Thursday, April 15, 2010

If you never say your name outloud to anyone, they can never ever call you by it

I've returned! The grad school dilemma has been solved, for the most part, so now I'm back to writing these rambling little entries on literature and life.


I've inadvertantly encountered a number of discourses concerning identity and language in the past weeks, from very different sources: Samuel Beckett's novel The Unnamable, an interview on NPR, and the final chapter of Marcel Proust's Swann's Way. The essential question at hand is, what is the relationship between narrative and identity? And a subset of that is, what is the function of names in constructing an identity? Can there be a narrative without names?

I have asked these questions on this blog before, but these are questions to which I must return, continuously.
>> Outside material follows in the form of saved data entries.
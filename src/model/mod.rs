//! Typed document model.
//!
//! The builder (see [`builder`]) normalizes the loosely-typed document tree
//! into the entities below. Entities keep the source range they came from
//! and an `is_valid` flag: a shape the builder could not interpret is still
//! emitted - with partial fields and `is_valid = false` - so later stages
//! can keep going and still point at a source location. Nothing is dropped
//! silently.
//!
//! The model is an immutable snapshot. It is rebuilt from scratch on every
//! document change; consumers never mutate it in place.

pub mod builder;


use serde::Serialize;

use crate::document::{Range, Ranged, ScalarValue};

/// The whole Arazzo description document.
#[derive(Debug, Clone, Default, Serialize)]
pub struct DocumentModel {
    /// The `arazzo` version string at the root
    pub arazzo: Option<Ranged<String>>,
    pub info: Option<Info>,
    pub source_descriptions: Vec<SourceDescription>,
    pub workflows: Vec<Workflow>,
    pub components: Option<Components>,
    pub range: Range,
}

impl DocumentModel {
    /// Find a workflow by its `workflowId`.
    pub fn workflow(&self, id: &str) -> Option<&Workflow> {
        self.workflows.iter().find(|w| w.id() == Some(id))
    }

    pub fn has_workflow(&self, id: &str) -> bool {
        self.workflow(id).is_some()
    }
}

#[derive(Debug, Clone, Default, Serialize)]
pub struct Info {
    pub title: Option<Ranged<String>>,
    pub version: Option<Ranged<String>>,
    pub summary: Option<String>,
    pub description: Option<String>,
    pub range: Range,
    pub is_valid: bool,
}

/// Reference to an external API description that steps resolve against.
#[derive(Debug, Clone, Default, Serialize)]
pub struct SourceDescription {
    pub name: Option<Ranged<String>>,
    pub url: Option<Ranged<String>>,
    /// Raw `type` value; the validator checks it against `openapi|arazzo`
    pub source_type: Option<Ranged<String>>,
    pub range: Range,
    pub is_valid: bool,
}

/// A named, ordered sequence of steps plus declared inputs/outputs.
#[derive(Debug, Clone, Default, Serialize)]
pub struct Workflow {
    pub workflow_id: Option<Ranged<String>>,
    pub summary: Option<String>,
    pub description: Option<String>,
    /// Opaque inputs schema; only its top-level `properties` keys are read
    pub inputs: Option<Ranged<serde_json::Value>>,
    pub depends_on: Vec<Ranged<String>>,
    /// Declaration order is significant: default sequential flow follows it
    pub steps: Vec<Step>,
    pub parameters: Vec<Parameter>,
    /// Workflow-level default actions; validated but not graph edges
    pub success_actions: Vec<Action>,
    pub failure_actions: Vec<Action>,
    pub outputs: Vec<Output>,
    pub range: Range,
    pub is_valid: bool,
}

impl Workflow {
    pub fn id(&self) -> Option<&str> {
        self.workflow_id.as_ref().map(|id| id.node.as_str())
    }

    /// Find a step by its `stepId`.
    pub fn step(&self, id: &str) -> Option<&Step> {
        self.steps.iter().find(|s| s.id() == Some(id))
    }

    /// Top-level `properties` keys of the inputs schema, if declared.
    pub fn declared_input_names(&self) -> Vec<&str> {
        self.inputs
            .as_ref()
            .and_then(|i| i.node.get("properties"))
            .and_then(|p| p.as_object())
            .map(|o| o.keys().map(String::as_str).collect())
            .unwrap_or_default()
    }
}

/// One operation invocation (or sub-workflow invocation) within a workflow.
#[derive(Debug, Clone, Default, Serialize)]
pub struct Step {
    pub step_id: Option<Ranged<String>>,
    pub description: Option<String>,
    pub operation_id: Option<Ranged<String>>,
    pub operation_path: Option<Ranged<String>>,
    /// Sub-workflow invocation target
    pub workflow_id: Option<Ranged<String>>,
    pub parameters: Vec<Parameter>,
    pub request_body: Option<RequestBody>,
    pub success_criteria: Vec<Criterion>,
    pub on_success: Vec<Action>,
    pub on_failure: Vec<Action>,
    pub outputs: Vec<Output>,
    pub range: Range,
    pub is_valid: bool,
}

impl Step {
    pub fn id(&self) -> Option<&str> {
        self.step_id.as_ref().map(|id| id.node.as_str())
    }

    /// How many of the mutually-exclusive operation references are set.
    pub fn operation_ref_count(&self) -> usize {
        [
            self.operation_id.is_some(),
            self.operation_path.is_some(),
            self.workflow_id.is_some(),
        ]
        .iter()
        .filter(|set| **set)
        .count()
    }

    pub fn declares_output(&self, name: &str) -> bool {
        self.outputs.iter().any(|o| o.name.node == name)
    }
}

/// A step or workflow parameter, either literal (`name` + `value`) or a
/// reusable reference into `components.parameters`.
#[derive(Debug, Clone, Default, Serialize)]
pub struct Parameter {
    pub name: Option<Ranged<String>>,
    /// The `in` field: query, header, path, cookie
    pub location: Option<Ranged<String>>,
    pub value: Option<Ranged<ScalarValue>>,
    /// `$components.parameters.<name>` reference for the reusable form
    pub reference: Option<Ranged<String>>,
    pub range: Range,
    pub is_valid: bool,
}

#[derive(Debug, Clone, Default, Serialize)]
pub struct RequestBody {
    pub content_type: Option<Ranged<String>>,
    /// Opaque payload; the core never interprets it
    pub payload: Option<Ranged<serde_json::Value>>,
    pub range: Range,
    pub is_valid: bool,
}

/// Condition deciding whether a step succeeded or an action fires.
#[derive(Debug, Clone, Default, Serialize)]
pub struct Criterion {
    pub condition: Option<Ranged<String>>,
    /// Expression naming the value the condition is applied to
    pub context: Option<Ranged<String>>,
    pub criterion_type: Option<Ranged<CriterionType>>,
    /// Version string from the `{type, version}` object form
    pub type_version: Option<String>,
    pub range: Range,
    pub is_valid: bool,
}

#[derive(Debug, Clone, PartialEq, Eq, Serialize)]
#[serde(rename_all = "lowercase")]
pub enum CriterionType {
    Simple,
    Regex,
    JsonPath,
    XPath,
    Unknown(String),
}

impl CriterionType {
    pub fn parse(raw: &str) -> Self {
        match raw {
            "simple" => CriterionType::Simple,
            "regex" => CriterionType::Regex,
            "jsonpath" => CriterionType::JsonPath,
            "xpath" => CriterionType::XPath,
            other => CriterionType::Unknown(other.to_string()),
        }
    }

    /// Types whose condition is applied to an explicit `context` value.
    pub fn requires_context(&self) -> bool {
        matches!(
            self,
            CriterionType::Regex | CriterionType::JsonPath | CriterionType::XPath
        )
    }
}

/// A declared transition taken after a step's outcome is determined.
///
/// The `type` discriminator is parsed exactly once, here; downstream stages
/// match on [`ActionKind`] instead of re-reading strings. The raw target and
/// retry fields are retained so the validator can point at the offending
/// scalar when the combination is wrong.
#[derive(Debug, Clone, Serialize)]
pub struct Action {
    pub name: Option<Ranged<String>>,
    pub kind: ActionKind,
    pub step_id: Option<Ranged<String>>,
    pub workflow_id: Option<Ranged<String>>,
    pub retry_after: Option<Ranged<ScalarValue>>,
    pub retry_limit: Option<Ranged<ScalarValue>>,
    pub criteria: Vec<Criterion>,
    pub outputs: Vec<Output>,
    pub range: Range,
    pub is_valid: bool,
}

impl Default for Action {
    fn default() -> Self {
        Self {
            name: None,
            kind: ActionKind::Unknown(None),
            step_id: None,
            workflow_id: None,
            retry_after: None,
            retry_limit: None,
            criteria: Vec::new(),
            outputs: Vec::new(),
            range: Range::default(),
            is_valid: false,
        }
    }
}

#[derive(Debug, Clone, PartialEq, Eq, Serialize)]
#[serde(rename_all = "lowercase")]
pub enum ActionKind {
    End,
    Goto,
    Retry,
    /// Missing or unrecognized `type`; the raw value is kept for diagnostics
    Unknown(Option<String>),
}

/// The target view of an action's `stepId`/`workflowId` pair.
#[derive(Debug, Clone, Copy, PartialEq, Eq)]
pub enum ActionTarget<'a> {
    Step(&'a Ranged<String>),
    Workflow(&'a Ranged<String>),
    /// Both set - mutually exclusive, the validator reports it
    Both,
    None,
}

impl Action {
    pub fn target(&self) -> ActionTarget<'_> {
        match (&self.step_id, &self.workflow_id) {
            (Some(step), None) => ActionTarget::Step(step),
            (None, Some(wf)) => ActionTarget::Workflow(wf),
            (Some(_), Some(_)) => ActionTarget::Both,
            (None, None) => ActionTarget::None,
        }
    }

    /// `retryLimit` with the documented default of 1 when absent.
    pub fn effective_retry_limit(&self) -> i64 {
        self.retry_limit
            .as_ref()
            .and_then(|l| l.node.as_int())
            .unwrap_or(1)
    }
}

/// One `name: expression` binding in an `outputs` map.
#[derive(Debug, Clone, Serialize)]
pub struct Output {
    pub name: Ranged<String>,
    /// Scalar value; `None` when the document had a non-scalar there
    pub value: Option<Ranged<ScalarValue>>,
    pub range: Range,
    pub is_valid: bool,
}

/// Reusable objects under the document's `components` key.
#[derive(Debug, Clone, Default, Serialize)]
pub struct Components {
    /// Names of reusable input schemas; the schemas themselves are opaque
    pub inputs: Vec<Ranged<String>>,
    pub parameters: Vec<(Ranged<String>, Parameter)>,
    pub success_actions: Vec<(Ranged<String>, Action)>,
    pub failure_actions: Vec<(Ranged<String>, Action)>,
    pub range: Range,
    pub is_valid: bool,
}

impl Components {
    /// Membership check used by `$components.<category>.<name>` resolution.
    pub fn contains(&self, category: &str, name: &str) -> bool {
        match category {
            "inputs" => self.inputs.iter().any(|n| n.node == name),
            "parameters" => self.parameters.iter().any(|(n, _)| n.node == name),
            "successActions" => self.success_actions.iter().any(|(n, _)| n.node == name),
            "failureActions" => self.failure_actions.iter().any(|(n, _)| n.node == name),
            _ => false,
        }
    }
}

/// Kind tag for stub entities.
#[derive(Debug, Clone, Copy, PartialEq, Eq, Serialize)]
#[serde(rename_all = "camelCase")]
pub enum EntityKind {
    Document,
    Info,
    SourceDescription,
    Workflow,
    Step,
    Parameter,
    RequestBody,
    Criterion,
    Action,
    Output,
    Components,
}

impl std::fmt::Display for EntityKind {
    fn fmt(&self, f: &mut std::fmt::Formatter<'_>) -> std::fmt::Result {
        let name = match self {
            EntityKind::Document => "document",
            EntityKind::Info => "info",
            EntityKind::SourceDescription => "source description",
            EntityKind::Workflow => "workflow",
            EntityKind::Step => "step",
            EntityKind::Parameter => "parameter",
            EntityKind::RequestBody => "request body",
            EntityKind::Criterion => "criterion",
            EntityKind::Action => "action",
            EntityKind::Output => "output",
            EntityKind::Components => "components",
        };
        f.write_str(name)
    }
}

/// Record of an entity the builder could not fully interpret.
///
/// The entity itself still appears in the model with `is_valid = false`;
/// the stub carries the human-readable reason and the original range.
#[derive(Debug, Clone, Serialize)]
pub struct EntityStub {
    pub kind: EntityKind,
    pub range: Range,
    pub message: String,
}

/// Result of a model build: the typed model plus the stub records.
#[derive(Debug, Clone)]
pub struct ModelBuild {
    pub model: DocumentModel,
    pub stubs: Vec<EntityStub>,
}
Each source provides a very different answer. The scholar on NPR insisted that there is no essential relationship between narrative and reflective consciousness; humans are not naturally narrative, and should not always use narrative as a tool in the process of reflecting on their experiences. He cited Sartre in the claim that narratives distort reality, and that reminded me of a post I had written earlier, in the particular distorting power of names. As soon as a thing is named, its identity pinned down to a consistent signifier, the name fails to address the thing's reality. A name cannot contain the thing itself, and neither can a narrative-- even a six volume narrative consisting of thousands of pages.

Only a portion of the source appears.